Strolling down State Street to the Ithaca Commons pedestrian mall, I thought about the fact that I spent years walking down sidewalks in Chapel Hill (and for a year in Manchester), but I hardly ever do it now. No matter how much hiking I've done at Woodberry, there's not much in the way of sidewalks; oh, sure, there are brick walkways between the buildings, but it's a very different feeling. On a Woodberry walkway, you know to some degree where everybody's going and why; you're all part of the same narrative, flowing along like blood cells to locations that differ somewhat, but which are all enclosed in the same system. But on the sidewalks of Ithaca, there are dozens of different stories, crossing only momentarily; I passed people on the street this morning that I'd never seen before and may well never see again. I don't know where they're headed or why--and I'm not responsible for knowing that, either.

A burly young south Asian guy (again with big black hipster glasses) sits across the table from a woman and talks about his plans for the future. He has a shaved head and dark skin, and if I hadn't caught his accent I might well have assumed he was African-American. Heck, as I think about it, there's no reason his ancestors couldn't be African, but at the  very least he learned English from someone who learned it in Pakistan or India.

I have now consumed a chocolate-chip muffin, and Buddy Holly is singing "Not Fade Away."

A thirtyish woman walks into the shop and heads straight for the back, with curly hair piled high, a pale pink faux lambskin jacket, bright magenta tights, big Uggish boots and a black miniskirt. She looks kind of like she's wandered over from a live reenactment of Desperately Seeking Susan and needs to run to the bathroom to air-dry her armpits.

Despite my longstanding prejudices about Southern hospitality, everybody at the counter seems to be saying "Thank you," and "Have a nice day."

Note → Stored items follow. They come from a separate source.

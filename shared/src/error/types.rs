//! Error types

use super::codes::ErrorCode;
use http::StatusCode;
use serde_json::Value;
use std::collections::HashMap;
use thiserror::Error;

/// Application error with structured error code and details
///
/// Used for every failure that is decided locally (validation, lifecycle
/// rules) before a request reaches the backend.
#[derive(Debug, Clone, Error)]
#[error("{message}")]
pub struct AppError {
    /// The error code identifying the type of error
    pub code: ErrorCode,
    /// Human-readable error message
    pub message: String,
    /// Optional additional details (field-level errors, context, etc.)
    pub details: Option<HashMap<String, Value>>,
}

impl AppError {
    /// Create a new error with the default message for the error code
    pub fn new(code: ErrorCode) -> Self {
        Self {
            message: code.message().to_string(),
            code,
            details: None,
        }
    }

    /// Create a new error with a custom message
    pub fn with_message(code: ErrorCode, message: impl Into<String>) -> Self {
        Self {
            code,
            message: message.into(),
            details: None,
        }
    }

    /// Add a detail entry to this error
    pub fn with_detail(mut self, key: impl Into<String>, value: impl Into<Value>) -> Self {
        self.details
            .get_or_insert_with(HashMap::new)
            .insert(key.into(), value.into());
        self
    }

    /// Get the HTTP status code for this error
    pub fn http_status(&self) -> StatusCode {
        self.code.http_status()
    }

    // ==================== Convenience constructors ====================

    pub fn validation(msg: impl Into<String>) -> Self {
        Self::with_message(ErrorCode::ValidationFailed, msg)
    }

    pub fn required(field: impl Into<String>) -> Self {
        let f = field.into();
        Self::with_message(ErrorCode::RequiredField, format!("{} is required", f))
            .with_detail("field", f)
    }

    pub fn not_found(resource: impl Into<String>) -> Self {
        let r = resource.into();
        Self::with_message(ErrorCode::NotFound, format!("{} not found", r))
            .with_detail("resource", r)
    }

    pub fn permission_denied(msg: impl Into<String>) -> Self {
        Self::with_message(ErrorCode::PermissionDenied, msg)
    }

    pub fn conflict(msg: impl Into<String>) -> Self {
        Self::with_message(ErrorCode::VersionConflict, msg)
    }

    pub fn internal(msg: impl Into<String>) -> Self {
        Self::with_message(ErrorCode::InternalError, msg)
    }
}

/// Type alias for Result with AppError
pub type AppResult<T> = Result<T, AppError>;

#[cfg(test)]
mod tests {
    use super::*;

    #[test]
    fn test_app_error_new() {
        let err = AppError::new(ErrorCode::OrderEmpty);
        assert_eq!(err.code, ErrorCode::OrderEmpty);
        assert_eq!(err.message, "Order has no items");
        assert!(err.details.is_none());
    }

    #[test]
    fn test_app_error_with_detail() {
        let err = AppError::validation("Missing required fields")
            .with_detail("field", "email")
            .with_detail("reason", "required");

        assert_eq!(err.code, ErrorCode::ValidationFailed);
        let details = err.details.unwrap();
        assert_eq!(details.get("field").unwrap(), "email");
        assert_eq!(details.get("reason").unwrap(), "required");
    }

    #[test]
    fn test_convenience_constructors() {
        let err = AppError::not_found("Order");
        assert_eq!(err.code, ErrorCode::NotFound);
        assert_eq!(err.message, "Order not found");
        assert!(err.details.as_ref().unwrap().contains_key("resource"));

        let err = AppError::required("table");
        assert_eq!(err.code, ErrorCode::RequiredField);
        assert_eq!(err.message, "table is required");

        let err = AppError::conflict("stale order");
        assert_eq!(err.http_status(), StatusCode::CONFLICT);
    }

    #[test]
    fn test_display() {
        let err = AppError::with_message(ErrorCode::NotFound, "Table 4 not found");
        assert_eq!(format!("{}", err), "Table 4 not found");
    }
}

A bearded sixtyish guy in a white Oxford shirt, black dress pants hitched high, a boldly multicolored necktie and tan shoes and belt is ordering at the counter. From the front he could be any veteran clerical worker at any office in the world. But from behind, you can see that his long grey-blond ponytail extends over his somewhat hunched shoulders to the middle of his back.

The snow lets up, and the sun is now shining off damp asphalt and streetside trees just barely starting to bud.

A tall and big-boned young woman stands at the counter in a a loose pair of grey pants--a little too tailored to be sweat pants. She wears a loose pair of moccasins, and in some circumstances she might look a bit underdressed, but her white windbreaker, trimmed in black, is neat and clean, and her shoulder-length brown hair is sleek and carefully brushed. She seems purposeful climbing back into her silver Saturn with Jersey plates.

Nobody in here seems tired. Or maybe it's just that, for a change, I'M not tired.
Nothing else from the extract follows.